ACTIVITY >>
Transcribe, exactly and in full, every line from the one including "piece.try_fall(&grid);" to the end of the listing.

EXTRACTED MATERIAL >>
+++

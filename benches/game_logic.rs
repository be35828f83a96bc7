use criterion::{black_box, criterion_group, criterion_main, Criterion};
use tetris_mini::core::{GameState, Grid, Piece};
use tetris_mini::types::{FrameInput, Variant};

fn bench_frame(c: &mut Criterion) {
    let mut state = GameState::new(12345);

    c.bench_function("game_frame_16ms", |b| {
        b.iter(|| {
            if state.game_over() {
                state = GameState::new(12345);
            }
            state.frame(black_box(16), &FrameInput::default());
        })
    });
}

fn bench_line_clear(c: &mut Criterion) {
    c.bench_function("clear_4_lines", |b| {
        b.iter(|| {
            let mut grid = Grid::new();
            for y in 16..20 {
                grid.fill_row(y, Variant::I);
            }
            grid.clear_full_rows();
        })
    });
}

fn bench_piece_spawn(c: &mut Criterion) {
    c.bench_function("spawn_piece", |b| {
        b.iter(|| Piece::spawn(black_box(Variant::T)))
    });
}

fn bench_try_move(c: &mut Criterion) {
    let grid = Grid::new();
    let mut piece = Piece::spawn(Variant::T);

    c.bench_function("try_move", |b| {
        b.iter(|| {
            if !piece.try_move(1, &grid) {
                piece = Piece::spawn(Variant::T);
            }
        })
    });
}

fn bench_try_rotate(c: &mut Criterion) {
    let grid = Grid::new();
    let mut piece = Piece::spawn(Variant::T);
    piece.try_move(3, &grid);
    for _ in 0..5 {
        piece.try_fall(&grid);
    }

    c.bench_function("try_rotate", |b| {
        b.iter(|| {
            piece.try_rotate(&grid);
        })
    });
}

criterion_group!(
    benches,
    bench_frame,
    bench_line_clear,
    bench_piece_spawn,
    bench_try_move,
    bench_try_rotate
);
criterion_main!(benches);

+++

EXERCISE RESULT >>
        piece.try_fall(&grid);
    }

    c.bench_function("try_rotate", |b| {
        b.iter(|| {
            piece.try_rotate(&grid);
        })
    });
}

criterion_group!(
    benches,
    bench_frame,
    bench_line_clear,
    bench_piece_spawn,
    bench_try_move,
    bench_try_rotate
);
criterion_main!(benches);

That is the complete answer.